◆ What you need to do
Copy out all the entries shown below, exactly as they appear.

◆ Information given
//! XML encoding for the JobServe wire format.

use chrono::{DateTime, NaiveDate, NaiveDateTime};
use color_eyre::{eyre::eyre, Result};
use serde::de::{DeserializeOwned, Error as _};
use serde::{Deserialize, Deserializer, Serialize};

/// Namespace of every document posted to the API
pub const NAMESPACE: &str = "http://schemas.aspiremediagroup.net/jobboard/1.0/Beta";

/// A container element whose children are all items, whatever their tag.
#[derive(Debug, Deserialize)]
#[serde(bound(deserialize = "T: Deserialize<'de>"))]
struct List<T> {
  #[serde(rename = "$value", default)]
  items: Vec<T>,
}

/// Parse a single object document.
pub fn from_str<T: DeserializeOwned>(body: &str) -> Result<T> {
  quick_xml::de::from_str(body).map_err(|e| eyre!("Failed to parse response: {}", e))
}

/// Parse a collection document into its items.
pub fn from_list<T: DeserializeOwned>(body: &str) -> Result<Vec<T>> {
  let list: List<T> =
    quick_xml::de::from_str(body).map_err(|e| eyre!("Failed to parse response: {}", e))?;
  Ok(list.items)
}

/// Serialize `value` as a document rooted at `root` in the API namespace.
pub fn to_wire<T: Serialize>(root: &str, value: &T) -> Result<String> {
  let body = quick_xml::se::to_string_with_root(root, value)
    .map_err(|e| eyre!("Failed to encode {}: {}", root, e))?;

  let open = format!("<{}", root);
  match body.strip_prefix(&open) {
    Some(rest) => Ok(format!("{} xmlns=\"{}\"{}", open, NAMESPACE, rest)),
    None => Err(eyre!("Unexpected document root in encoded {}", root)),
  }
}

/// Deserialize a wrapped nested collection into a plain `Vec`.
pub(crate) fn list<'de, D, T>(deserializer: D) -> Result<Vec<T>, D::Error>
where
  D: Deserializer<'de>,
  T: Deserialize<'de>,
{
  let list: Option<List<T>> = Option::deserialize(deserializer)?;
  Ok(list.map(|l| l.items).unwrap_or_default())
}

/// Deserialize an optional timestamp, with or without an offset.
pub(crate) fn opt_datetime<'de, D>(deserializer: D) -> Result<Option<NaiveDateTime>, D::Error>
where
  D: Deserializer<'de>,
{
  let text: Option<String> = Option::deserialize(deserializer)?;
  match text.as_deref().map(str::trim) {
    None | Some("") => Ok(None),
    Some(text) => parse_datetime(text)
      .map(Some)
      .ok_or_else(|| D::Error::custom(format!("invalid timestamp: {}", text))),
  }
}

fn parse_datetime(text: &str) -> Option<NaiveDateTime> {
  if let Ok(dt) = DateTime::parse_from_rfc3339(text) {
    return Some(dt.naive_utc());
  }
  if let Ok(dt) = NaiveDateTime::parse_from_str(text, "%Y-%m-%dT%H:%M:%S%.f") {
    return Some(dt);
  }
  NaiveDate::parse_from_str(text, "%Y-%m-%d")
    .ok()
    .and_then(|d| d.and_hms_opt(0, 0, 0))
}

◆ Result of the task
//! XML encoding for the JobServe wire format.

use chrono::{DateTime, NaiveDate, NaiveDateTime};
use color_eyre::{eyre::eyre, Result};
use serde::de::{DeserializeOwned, Error as _};
use serde::{Deserialize, Deserializer, Serialize};

/// Namespace of every document posted to the API
pub const NAMESPACE: &str = "http://schemas.aspiremediagroup.net/jobboard/1.0/Beta";

/// A container element whose children are all items, whatever their tag.
#[derive(Debug, Deserialize)]
#[serde(bound(deserialize = "T: Deserialize<'de>"))]
struct List<T> {
  #[serde(rename = "$value", default)]
  items: Vec<T>,
}

/// Parse a single object document.
pub fn from_str<T: DeserializeOwned>(body: &str) -> Result<T> {
  quick_xml::de::from_str(body).map_err(|e| eyre!("Failed to parse response: {}", e))
}

/// Parse a collection document into its items.
pub fn from_list<T: DeserializeOwned>(body: &str) -> Result<Vec<T>> {
  let list: List<T> =
    quick_xml::de::from_str(body).map_err(|e| eyre!("Failed to parse response: {}", e))?;
  Ok(list.items)
}

/// Serialize `value` as a document rooted at `root` in the API namespace.
pub fn to_wire<T: Serialize>(root: &str, value: &T) -> Result<String> {
  let body = quick_xml::se::to_string_with_root(root, value)
    .map_err(|e| eyre!("Failed to encode {}: {}", root, e))?;

  let open = format!("<{}", root);
  match body.strip_prefix(&open) {
    Some(rest) => Ok(format!("{} xmlns=\"{}\"{}", open, NAMESPACE, rest)),
    None => Err(eyre!("Unexpected document root in encoded {}", root)),
  }
}

/// Deserialize a wrapped nested collection into a plain `Vec`.
pub(crate) fn list<'de, D, T>(deserializer: D) -> Result<Vec<T>, D::Error>
where
  D: Deserializer<'de>,
  T: Deserialize<'de>,
{
  let list: Option<List<T>> = Option::deserialize(deserializer)?;
  Ok(list.map(|l| l.items).unwrap_or_default())
}

/// Deserialize an optional timestamp, with or without an offset.
pub(crate) fn opt_datetime<'de, D>(deserializer: D) -> Result<Option<NaiveDateTime>, D::Error>
where
  D: Deserializer<'de>,
{
  let text: Option<String> = Option::deserialize(deserializer)?;
  match text.as_deref().map(str::trim) {
    None | Some("") => Ok(None),
    Some(text) => parse_datetime(text)
      .map(Some)
      .ok_or_else(|| D::Error::custom(format!("invalid timestamp: {}", text))),
  }
}

fn parse_datetime(text: &str) -> Option<NaiveDateTime> {
  if let Ok(dt) = DateTime::parse_from_rfc3339(text) {
    return Some(dt.naive_utc());
  }
  if let Ok(dt) = NaiveDateTime::parse_from_str(text, "%Y-%m-%dT%H:%M:%S%.f") {
    return Some(dt);
  }
  NaiveDate::parse_from_str(text, "%Y-%m-%d")
    .ok()
    .and_then(|d| d.and_hms_opt(0, 0, 0))
}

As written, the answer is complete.